Work request:
From top to bottom, each entry below must be reproduced exactly.

[Dataset entries]
= = =
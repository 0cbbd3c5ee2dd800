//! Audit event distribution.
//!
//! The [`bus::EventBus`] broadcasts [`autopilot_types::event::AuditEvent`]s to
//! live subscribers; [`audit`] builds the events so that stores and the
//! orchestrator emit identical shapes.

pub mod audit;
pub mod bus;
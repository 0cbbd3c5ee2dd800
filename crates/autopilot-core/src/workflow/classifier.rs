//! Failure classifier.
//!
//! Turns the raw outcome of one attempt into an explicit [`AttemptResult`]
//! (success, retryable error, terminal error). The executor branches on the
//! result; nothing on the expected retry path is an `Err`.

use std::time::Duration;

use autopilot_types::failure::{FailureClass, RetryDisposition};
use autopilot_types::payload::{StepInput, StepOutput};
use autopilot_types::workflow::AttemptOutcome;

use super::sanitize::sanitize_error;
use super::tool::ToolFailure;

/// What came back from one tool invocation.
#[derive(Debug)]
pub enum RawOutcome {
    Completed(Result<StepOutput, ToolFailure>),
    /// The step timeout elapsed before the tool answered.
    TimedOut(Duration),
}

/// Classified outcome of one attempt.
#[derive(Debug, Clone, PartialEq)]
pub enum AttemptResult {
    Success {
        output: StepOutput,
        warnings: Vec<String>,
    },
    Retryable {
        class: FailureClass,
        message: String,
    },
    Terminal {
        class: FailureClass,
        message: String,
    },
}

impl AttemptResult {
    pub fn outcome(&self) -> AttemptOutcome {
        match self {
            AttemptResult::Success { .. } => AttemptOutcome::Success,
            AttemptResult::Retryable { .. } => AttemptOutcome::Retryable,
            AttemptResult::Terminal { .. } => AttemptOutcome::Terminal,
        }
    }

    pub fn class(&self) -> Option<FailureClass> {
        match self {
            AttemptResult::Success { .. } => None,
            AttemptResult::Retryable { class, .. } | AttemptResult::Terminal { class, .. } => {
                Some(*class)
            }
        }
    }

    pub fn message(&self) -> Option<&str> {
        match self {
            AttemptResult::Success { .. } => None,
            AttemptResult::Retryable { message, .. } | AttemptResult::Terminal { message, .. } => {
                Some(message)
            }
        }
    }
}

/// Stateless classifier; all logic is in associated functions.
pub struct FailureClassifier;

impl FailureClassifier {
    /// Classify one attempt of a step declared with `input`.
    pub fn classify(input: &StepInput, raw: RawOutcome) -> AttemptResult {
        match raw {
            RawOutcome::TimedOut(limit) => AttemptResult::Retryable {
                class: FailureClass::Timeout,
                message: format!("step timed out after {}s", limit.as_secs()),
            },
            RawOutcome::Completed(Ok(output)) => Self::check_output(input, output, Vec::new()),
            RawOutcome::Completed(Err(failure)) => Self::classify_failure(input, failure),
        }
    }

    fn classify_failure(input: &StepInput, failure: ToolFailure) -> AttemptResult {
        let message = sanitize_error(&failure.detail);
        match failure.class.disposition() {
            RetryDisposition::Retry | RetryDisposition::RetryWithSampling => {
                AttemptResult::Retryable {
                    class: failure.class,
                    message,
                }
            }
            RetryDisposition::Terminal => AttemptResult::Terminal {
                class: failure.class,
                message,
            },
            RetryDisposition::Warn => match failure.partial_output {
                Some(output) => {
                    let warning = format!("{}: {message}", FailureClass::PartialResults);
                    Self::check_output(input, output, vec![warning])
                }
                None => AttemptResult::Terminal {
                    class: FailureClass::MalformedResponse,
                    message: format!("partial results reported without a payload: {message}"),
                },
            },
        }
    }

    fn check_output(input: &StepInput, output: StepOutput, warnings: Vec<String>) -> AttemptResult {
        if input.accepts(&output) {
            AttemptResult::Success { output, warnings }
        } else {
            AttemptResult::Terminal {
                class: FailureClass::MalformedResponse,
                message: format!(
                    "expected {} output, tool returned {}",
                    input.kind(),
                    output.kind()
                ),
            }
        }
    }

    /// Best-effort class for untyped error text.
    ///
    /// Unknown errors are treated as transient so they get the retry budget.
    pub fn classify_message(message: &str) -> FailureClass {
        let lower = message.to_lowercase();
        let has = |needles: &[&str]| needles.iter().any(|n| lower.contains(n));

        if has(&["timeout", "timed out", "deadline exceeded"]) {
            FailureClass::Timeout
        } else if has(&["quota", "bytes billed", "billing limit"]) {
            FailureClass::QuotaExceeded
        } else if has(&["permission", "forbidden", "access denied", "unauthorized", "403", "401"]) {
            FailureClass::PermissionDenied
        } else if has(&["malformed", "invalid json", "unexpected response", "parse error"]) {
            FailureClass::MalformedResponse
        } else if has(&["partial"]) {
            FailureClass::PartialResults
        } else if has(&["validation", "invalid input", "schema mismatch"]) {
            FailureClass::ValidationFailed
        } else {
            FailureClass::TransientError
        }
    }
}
= = =
Result of this task:
repository 0cbbd3c5ee2dd800
//! Audit event distribution.
//!
//! The [`bus::EventBus`] broadcasts [`autopilot_types::event::AuditEvent`]s to
//! live subscribers; [`audit`] builds the events so that stores and the
//! orchestrator emit identical shapes.

pub mod audit;
pub mod bus;
repository 0cbbd3c5ee2dd800
filename crates/autopilot-core/src/workflow/classifier.rs
//! Failure classifier.
//!
//! Turns the raw outcome of one attempt into an explicit [`AttemptResult`]
//! (success, retryable error, terminal error). The executor branches on the
//! result; nothing on the expected retry path is an `Err`.

use std::time::Duration;

use autopilot_types::failure::{FailureClass, RetryDisposition};
use autopilot_types::payload::{StepInput, StepOutput};
use autopilot_types::workflow::AttemptOutcome;

use super::sanitize::sanitize_error;
use super::tool::ToolFailure;

/// What came back from one tool invocation.
#[derive(Debug)]
pub enum RawOutcome {
    Completed(Result<StepOutput, ToolFailure>),
    /// The step timeout elapsed before the tool answered.
    TimedOut(Duration),
}

/// Classified outcome of one attempt.
#[derive(Debug, Clone, PartialEq)]
pub enum AttemptResult {
    Success {
        output: StepOutput,
        warnings: Vec<String>,
    },
    Retryable {
        class: FailureClass,
        message: String,
    },
    Terminal {
        class: FailureClass,
        message: String,
    },
}

impl AttemptResult {
    pub fn outcome(&self) -> AttemptOutcome {
        match self {
            AttemptResult::Success { .. } => AttemptOutcome::Success,
            AttemptResult::Retryable { .. } => AttemptOutcome::Retryable,
            AttemptResult::Terminal { .. } => AttemptOutcome::Terminal,
        }
    }

    pub fn class(&self) -> Option<FailureClass> {
        match self {
            AttemptResult::Success { .. } => None,
            AttemptResult::Retryable { class, .. } | AttemptResult::Terminal { class, .. } => {
                Some(*class)
            }
        }
    }

    pub fn message(&self) -> Option<&str> {
        match self {
            AttemptResult::Success { .. } => None,
            AttemptResult::Retryable { message, .. } | AttemptResult::Terminal { message, .. } => {
                Some(message)
            }
        }
    }
}

/// Stateless classifier; all logic is in associated functions.
pub struct FailureClassifier;

impl FailureClassifier {
    /// Classify one attempt of a step declared with `input`.
    pub fn classify(input: &StepInput, raw: RawOutcome) -> AttemptResult {
        match raw {
            RawOutcome::TimedOut(limit) => AttemptResult::Retryable {
                class: FailureClass::Timeout,
                message: format!("step timed out after {}s", limit.as_secs()),
            },
            RawOutcome::Completed(Ok(output)) => Self::check_output(input, output, Vec::new()),
            RawOutcome::Completed(Err(failure)) => Self::classify_failure(input, failure),
        }
    }

    fn classify_failure(input: &StepInput, failure: ToolFailure) -> AttemptResult {
        let message = sanitize_error(&failure.detail);
        match failure.class.disposition() {
            RetryDisposition::Retry | RetryDisposition::RetryWithSampling => {
                AttemptResult::Retryable {
                    class: failure.class,
                    message,
                }
            }
            RetryDisposition::Terminal => AttemptResult::Terminal {
                class: failure.class,
                message,
            },
            RetryDisposition::Warn => match failure.partial_output {
                Some(output) => {
                    let warning = format!("{}: {message}", FailureClass::PartialResults);
                    Self::check_output(input, output, vec![warning])
                }
                None => AttemptResult::Terminal {
                    class: FailureClass::MalformedResponse,
                    message: format!("partial results reported without a payload: {message}"),
                },
            },
        }
    }

    fn check_output(input: &StepInput, output: StepOutput, warnings: Vec<String>) -> AttemptResult {
        if input.accepts(&output) {
            AttemptResult::Success { output, warnings }
        } else {
            AttemptResult::Terminal {
                class: FailureClass::MalformedResponse,
                message: format!(
                    "expected {} output, tool returned {}",
                    input.kind(),
                    output.kind()
                ),
            }
        }
    }

    /// Best-effort class for untyped error text.
    ///
    /// Unknown errors are treated as transient so they get the retry budget.
    pub fn classify_message(message: &str) -> FailureClass {
        let lower = message.to_lowercase();
        let has = |needles: &[&str]| needles.iter().any(|n| lower.contains(n));

        if has(&["timeout", "timed out", "deadline exceeded"]) {
            FailureClass::Timeout
        } else if has(&["quota", "bytes billed", "billing limit"]) {
            FailureClass::QuotaExceeded
        } else if has(&["permission", "forbidden", "access denied", "unauthorized", "403", "401"]) {
            FailureClass::PermissionDenied
        } else if has(&["malformed", "invalid json", "unexpected response", "parse error"]) {
            FailureClass::MalformedResponse
        } else if has(&["partial"]) {
            FailureClass::PartialResults
        } else if has(&["validation", "invalid input", "schema mismatch"]) {
            FailureClass::ValidationFailed
        } else {
            FailureClass::TransientError
        }
    }
}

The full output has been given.